Conselho Nacional de Educação elabora diretrizes que serão submetidas a consulta pública em setembro. Enquanto isso, algumas universidades têm criado guias próprios para orientar professores e alunos

Ao menos 770 publicações acadêmicas usaram IA sem sinalizar
Arte: Rodolfo Almeida

Quando entrei na pós-graduação, na UFMG em 2023, o ChatGPT já tinha se popularizado no Brasil. Alguns professores o repreendiam e diziam ser capazes de detectar o uso de inteligência artificial em textos, apesar da confiabilidade desses programas ser baixa. Outros incentivavam o recurso com parcimônia, como assistente para resumos e anotações.

De acordo com pesquisa da Associação Brasileira de Mantenedoras de Ensino Superior (Abmes), que reúne empresas privadas do setor, 83% dos alunos de graduação disseram conhecer ferramentas de inteligência artificial, sendo ChatGPT, da OpenAI, Gemini, do Google, e Copy.ai as mais citadas. Metade relatou utilizar semanalmente esses recursos na rotina de estudos.
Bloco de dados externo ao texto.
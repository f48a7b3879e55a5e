//! Error kinds surfaced by export, validation and import

use log::error;
use thiserror::Error;

use crate::api::ApiError;

#[derive(Debug, Error)]
pub enum MigrationError {
    #[error("Process import/export cancelled by user input.")]
    Cancelled,

    /// Nothing has been created on the destination yet
    #[error("Process import validation failed. {0}")]
    Validation(String),

    #[error("Export failed, see log file for details. {0}")]
    Export(String),

    /// Artifacts created before the failure stay on the destination
    #[error("Import failed, see log file for details. {0}")]
    Import(String),

    #[error(transparent)]
    Api(#[from] ApiError),
}

pub type MigrationResult<T> = Result<T, MigrationError>;

#[derive(Debug, Clone, Copy, PartialEq, Eq)]
pub enum ErrorKind {
    Cancelled,
    Validation,
    Export,
    Import,
    Unknown,
}

impl MigrationError {
    pub fn kind(&self) -> ErrorKind {
        match self {
            MigrationError::Cancelled => ErrorKind::Cancelled,
            MigrationError::Validation(_) => ErrorKind::Validation,
            MigrationError::Export(_) => ErrorKind::Export,
            MigrationError::Import(_) => ErrorKind::Import,
            MigrationError::Api(_) => ErrorKind::Unknown,
        }
    }

    /// Known errors carry a message fit for the console
    pub fn is_known(&self) -> bool {
        self.kind() != ErrorKind::Unknown
    }

    pub fn exit_code(&self) -> i32 {
        match self {
            MigrationError::Cancelled => 2,
            _ => 1,
        }
    }
}

/// Attach a step message to a failure, keeping known errors intact.
///
/// Unknown errors (remote failures) are logged in full and replaced by an
/// [`MigrationError::Import`] or [`MigrationError::Export`] with the message.
pub trait StepContext<T> {
    fn import_context<F>(self, message: F) -> MigrationResult<T>
    where
        F: FnOnce() -> String;

    fn export_context<F>(self, message: F) -> MigrationResult<T>
    where
        F: FnOnce() -> String;
}

impl<T, E> StepContext<T> for Result<T, E>
where
    E: Into<MigrationError>,
{
    fn import_context<F>(self, message: F) -> MigrationResult<T>
    where
        F: FnOnce() -> String,
    {
        self.map_err(|e| wrap_unknown(e.into(), message, MigrationError::Import))
    }

    fn export_context<F>(self, message: F) -> MigrationResult<T>
    where
        F: FnOnce() -> String,
    {
        self.map_err(|e| wrap_unknown(e.into(), message, MigrationError::Export))
    }
}

fn wrap_unknown<F>(error: MigrationError, message: F, wrap: fn(String) -> MigrationError) -> MigrationError
where
    F: FnOnce() -> String,
{
    if error.is_known() {
        return error;
    }

    error!("{}", error);
    wrap(message())
}
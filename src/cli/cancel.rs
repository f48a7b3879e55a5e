//! User cancellation: `q` + Enter on an interactive terminal, or Ctrl+C

use is_terminal::IsTerminal;
use log::{debug, info};
use tokio::io::{AsyncBufReadExt, BufReader};

use crate::engine::CancellationToken;

/// Spawn the listeners that set `token`. Must be called inside a tokio runtime.
pub fn start_cancellation_listener(token: CancellationToken) {
    let ctrl_c = token.clone();
    tokio::spawn(async move {
        if tokio::signal::ctrl_c().await.is_ok() {
            debug!("Ctrl+C received, setting cancellation.");
            ctrl_c.cancel();
        }
    });

    if !std::io::stdin().is_terminal() {
        info!("Input is not an interactive terminal, you must cancel the operation with CTRL+C");
        return;
    }

    tokio::spawn(async move {
        let mut lines = BufReader::new(tokio::io::stdin()).lines();
        while let Ok(Some(line)) = lines.next_line().await {
            if is_cancel_command(&line) {
                debug!("Setting cancellation.");
                token.cancel();
                break;
            }
        }
    });
    debug!("Keyboard listener added");
}

fn is_cancel_command(line: &str) -> bool {
    line.trim().eq_ignore_ascii_case("q")
}

#[cfg(test)]
mod tests {
    use super::*;

    #[test]
    fn test_cancel_command() {
        assert!(is_cancel_command("q"));
        assert!(is_cancel_command(" Q \r"));
        assert!(!is_cancel_command("quit"));
        assert!(!is_cancel_command(""));
    }
}
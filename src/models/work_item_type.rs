use serde::{Deserialize, Serialize};

use super::process::CustomizationType;

/// Work item type definition (e.g. "Bug")
#[derive(Debug, Clone, PartialEq, Serialize, Deserialize)]
#[serde(rename_all = "camelCase")]
pub struct WorkItemType {
    pub reference_name: String,
    pub name: String,
    #[serde(default, skip_serializing_if = "Option::is_none")]
    pub description: Option<String>,
    #[serde(default, skip_serializing_if = "Option::is_none")]
    pub color: Option<String>,
    #[serde(default, skip_serializing_if = "Option::is_none")]
    pub icon: Option<String>,
    /// Reference name of the parent type for inherited types
    #[serde(default, skip_serializing_if = "Option::is_none")]
    pub inherits: Option<String>,
    #[serde(default)]
    pub customization: CustomizationType,
    #[serde(default)]
    pub is_disabled: bool,
}

impl WorkItemType {
    pub fn is_system(&self) -> bool {
        self.customization == CustomizationType::System
    }

    pub fn is_custom(&self) -> bool {
        self.customization == CustomizationType::Custom
    }
}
Os dados são referentes ao ano de 2023.

Outra questão é como a inteligência artificial está impactando publicações acadêmicas. O pesquisador Alex Glynn, da Universidade de Lousville, mantém o Academ-AI, um acompanhamento independente de casos de uso não-sinalizado de IA em periódicos, conferências e capítulos de livros. Ele diagnosticou que cerca de um quinto das publicações da área de ciência da computação contêm algum uso não-sinalizado de IA.

🤔
Uso não-sinalizado?
As publicações são incuídas no levantamento por não conterem qualquer menção ou reconhecimento do uso de IA, mas conterem frases que sugerem o uso de Modelos de Linguagem Ampla (LLMs), como, por exemplo:

- "Claro, aqui estão os resultados"
- "Como um modelo de linguagem de IA, é importante afirmar..."
- "Até minha última atualização..."

Estes trechos sugerem que chatbots de IA foram usados na redação dos artigos sem revisão humana – inclusive pela instituição de publicação.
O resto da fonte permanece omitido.